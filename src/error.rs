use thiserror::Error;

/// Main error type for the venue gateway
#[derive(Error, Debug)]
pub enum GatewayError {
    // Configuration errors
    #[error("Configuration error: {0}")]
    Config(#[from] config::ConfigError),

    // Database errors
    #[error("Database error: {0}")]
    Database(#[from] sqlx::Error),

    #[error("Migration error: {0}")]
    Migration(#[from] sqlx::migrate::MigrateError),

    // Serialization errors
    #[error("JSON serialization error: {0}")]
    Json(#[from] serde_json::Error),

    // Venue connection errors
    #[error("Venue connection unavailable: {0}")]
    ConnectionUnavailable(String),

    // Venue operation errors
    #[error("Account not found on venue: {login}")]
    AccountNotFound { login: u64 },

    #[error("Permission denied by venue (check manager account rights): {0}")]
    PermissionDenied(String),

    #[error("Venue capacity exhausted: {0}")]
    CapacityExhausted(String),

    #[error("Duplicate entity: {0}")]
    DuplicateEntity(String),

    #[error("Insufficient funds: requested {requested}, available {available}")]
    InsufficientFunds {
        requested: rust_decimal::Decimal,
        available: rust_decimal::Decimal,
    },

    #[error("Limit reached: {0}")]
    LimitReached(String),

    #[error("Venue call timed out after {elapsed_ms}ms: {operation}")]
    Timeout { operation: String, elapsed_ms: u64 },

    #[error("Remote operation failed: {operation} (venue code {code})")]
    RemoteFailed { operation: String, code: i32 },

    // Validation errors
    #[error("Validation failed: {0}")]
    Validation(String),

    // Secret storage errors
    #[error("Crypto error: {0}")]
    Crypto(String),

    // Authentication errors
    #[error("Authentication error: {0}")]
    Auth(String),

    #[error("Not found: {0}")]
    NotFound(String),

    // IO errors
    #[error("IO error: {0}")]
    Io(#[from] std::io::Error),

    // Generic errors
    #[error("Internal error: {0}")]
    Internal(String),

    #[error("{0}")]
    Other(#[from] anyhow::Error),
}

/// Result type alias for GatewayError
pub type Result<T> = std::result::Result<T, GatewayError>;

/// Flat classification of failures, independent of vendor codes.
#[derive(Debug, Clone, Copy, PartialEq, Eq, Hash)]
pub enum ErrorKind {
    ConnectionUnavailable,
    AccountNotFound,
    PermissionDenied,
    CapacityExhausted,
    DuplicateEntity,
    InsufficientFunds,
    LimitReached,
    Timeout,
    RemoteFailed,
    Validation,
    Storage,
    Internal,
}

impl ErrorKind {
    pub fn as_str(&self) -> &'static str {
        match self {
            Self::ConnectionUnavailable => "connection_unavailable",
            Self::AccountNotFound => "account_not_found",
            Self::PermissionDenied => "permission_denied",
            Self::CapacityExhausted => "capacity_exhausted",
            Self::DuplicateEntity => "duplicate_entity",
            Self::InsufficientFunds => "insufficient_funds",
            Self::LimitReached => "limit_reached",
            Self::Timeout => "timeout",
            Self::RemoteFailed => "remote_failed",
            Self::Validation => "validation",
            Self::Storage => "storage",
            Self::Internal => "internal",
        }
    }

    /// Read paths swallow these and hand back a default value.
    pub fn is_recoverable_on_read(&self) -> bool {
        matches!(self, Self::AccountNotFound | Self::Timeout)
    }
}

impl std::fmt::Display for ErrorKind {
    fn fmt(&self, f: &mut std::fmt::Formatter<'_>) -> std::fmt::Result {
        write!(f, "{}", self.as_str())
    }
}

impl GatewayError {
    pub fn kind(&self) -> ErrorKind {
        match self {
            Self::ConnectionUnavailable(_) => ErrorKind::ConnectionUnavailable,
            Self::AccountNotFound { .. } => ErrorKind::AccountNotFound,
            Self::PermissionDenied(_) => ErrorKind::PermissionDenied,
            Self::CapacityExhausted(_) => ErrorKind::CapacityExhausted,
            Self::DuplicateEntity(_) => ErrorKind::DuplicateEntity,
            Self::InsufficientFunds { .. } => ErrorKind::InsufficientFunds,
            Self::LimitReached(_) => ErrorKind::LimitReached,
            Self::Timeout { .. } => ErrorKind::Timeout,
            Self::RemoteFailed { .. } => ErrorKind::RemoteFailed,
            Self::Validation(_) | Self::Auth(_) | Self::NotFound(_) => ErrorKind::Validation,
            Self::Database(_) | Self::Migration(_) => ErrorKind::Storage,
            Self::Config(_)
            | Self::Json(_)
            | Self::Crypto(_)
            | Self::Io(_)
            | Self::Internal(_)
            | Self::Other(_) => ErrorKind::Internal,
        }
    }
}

────

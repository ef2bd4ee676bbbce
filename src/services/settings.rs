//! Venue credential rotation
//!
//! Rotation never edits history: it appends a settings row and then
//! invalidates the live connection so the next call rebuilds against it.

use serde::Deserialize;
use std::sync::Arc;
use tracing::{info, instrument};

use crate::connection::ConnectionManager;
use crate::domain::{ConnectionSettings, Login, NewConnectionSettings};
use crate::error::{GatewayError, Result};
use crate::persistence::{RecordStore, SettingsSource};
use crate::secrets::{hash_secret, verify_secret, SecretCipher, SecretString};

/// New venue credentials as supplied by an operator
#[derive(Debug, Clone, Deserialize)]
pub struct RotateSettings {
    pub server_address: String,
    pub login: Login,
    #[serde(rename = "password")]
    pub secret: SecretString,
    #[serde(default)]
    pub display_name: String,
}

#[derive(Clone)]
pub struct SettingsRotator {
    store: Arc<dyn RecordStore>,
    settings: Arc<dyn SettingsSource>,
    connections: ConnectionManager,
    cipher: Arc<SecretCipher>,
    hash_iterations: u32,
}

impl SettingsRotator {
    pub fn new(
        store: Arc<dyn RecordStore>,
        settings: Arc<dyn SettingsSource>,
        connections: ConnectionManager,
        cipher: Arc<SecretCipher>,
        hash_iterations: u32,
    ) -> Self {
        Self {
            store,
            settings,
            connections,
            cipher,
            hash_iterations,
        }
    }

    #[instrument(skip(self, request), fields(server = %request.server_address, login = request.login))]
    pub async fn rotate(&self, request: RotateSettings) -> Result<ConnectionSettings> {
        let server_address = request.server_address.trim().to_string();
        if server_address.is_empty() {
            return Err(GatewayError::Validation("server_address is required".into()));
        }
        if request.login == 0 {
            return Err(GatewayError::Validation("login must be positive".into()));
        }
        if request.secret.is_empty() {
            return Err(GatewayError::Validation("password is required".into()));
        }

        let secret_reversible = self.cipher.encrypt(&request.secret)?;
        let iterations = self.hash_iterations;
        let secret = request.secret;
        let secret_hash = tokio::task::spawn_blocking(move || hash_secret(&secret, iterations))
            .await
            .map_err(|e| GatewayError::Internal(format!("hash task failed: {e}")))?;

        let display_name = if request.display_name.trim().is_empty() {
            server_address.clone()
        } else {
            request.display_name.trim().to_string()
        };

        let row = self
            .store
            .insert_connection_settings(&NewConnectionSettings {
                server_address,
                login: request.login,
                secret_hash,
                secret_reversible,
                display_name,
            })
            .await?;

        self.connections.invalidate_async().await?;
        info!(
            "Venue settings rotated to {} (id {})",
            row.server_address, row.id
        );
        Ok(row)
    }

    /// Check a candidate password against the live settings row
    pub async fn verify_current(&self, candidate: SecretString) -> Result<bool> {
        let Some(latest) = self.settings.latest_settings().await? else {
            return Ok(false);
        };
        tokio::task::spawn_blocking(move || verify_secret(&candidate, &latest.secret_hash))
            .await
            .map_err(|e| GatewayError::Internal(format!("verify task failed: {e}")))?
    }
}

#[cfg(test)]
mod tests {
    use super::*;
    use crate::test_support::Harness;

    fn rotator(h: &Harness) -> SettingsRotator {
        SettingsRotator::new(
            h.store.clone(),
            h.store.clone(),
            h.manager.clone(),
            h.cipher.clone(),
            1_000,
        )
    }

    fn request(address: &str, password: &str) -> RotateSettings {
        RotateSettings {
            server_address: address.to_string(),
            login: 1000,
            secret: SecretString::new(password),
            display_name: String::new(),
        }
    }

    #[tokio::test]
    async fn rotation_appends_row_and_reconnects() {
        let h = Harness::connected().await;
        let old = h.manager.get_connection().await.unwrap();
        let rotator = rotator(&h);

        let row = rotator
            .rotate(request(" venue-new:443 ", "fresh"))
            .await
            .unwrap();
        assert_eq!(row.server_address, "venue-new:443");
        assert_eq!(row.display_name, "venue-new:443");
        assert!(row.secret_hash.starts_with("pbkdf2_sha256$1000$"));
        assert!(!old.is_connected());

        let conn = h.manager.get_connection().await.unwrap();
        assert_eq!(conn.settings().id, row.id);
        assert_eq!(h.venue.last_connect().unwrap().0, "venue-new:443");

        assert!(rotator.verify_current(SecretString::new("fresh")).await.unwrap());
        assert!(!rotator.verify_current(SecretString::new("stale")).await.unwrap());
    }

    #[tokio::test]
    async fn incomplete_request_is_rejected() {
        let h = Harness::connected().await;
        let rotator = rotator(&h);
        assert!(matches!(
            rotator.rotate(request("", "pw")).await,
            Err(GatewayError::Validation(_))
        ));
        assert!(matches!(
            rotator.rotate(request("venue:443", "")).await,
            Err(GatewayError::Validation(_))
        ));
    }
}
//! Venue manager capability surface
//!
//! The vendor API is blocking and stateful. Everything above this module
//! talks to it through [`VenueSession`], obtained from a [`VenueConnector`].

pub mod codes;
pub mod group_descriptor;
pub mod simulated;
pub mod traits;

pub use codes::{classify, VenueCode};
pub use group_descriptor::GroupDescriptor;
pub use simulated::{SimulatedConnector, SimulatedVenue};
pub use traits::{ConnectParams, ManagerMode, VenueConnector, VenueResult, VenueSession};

────

### Your instructions
Reproduce every line above containing "Decimal".

### Reply
        requested: rust_decimal::Decimal,
        available: rust_decimal::Decimal,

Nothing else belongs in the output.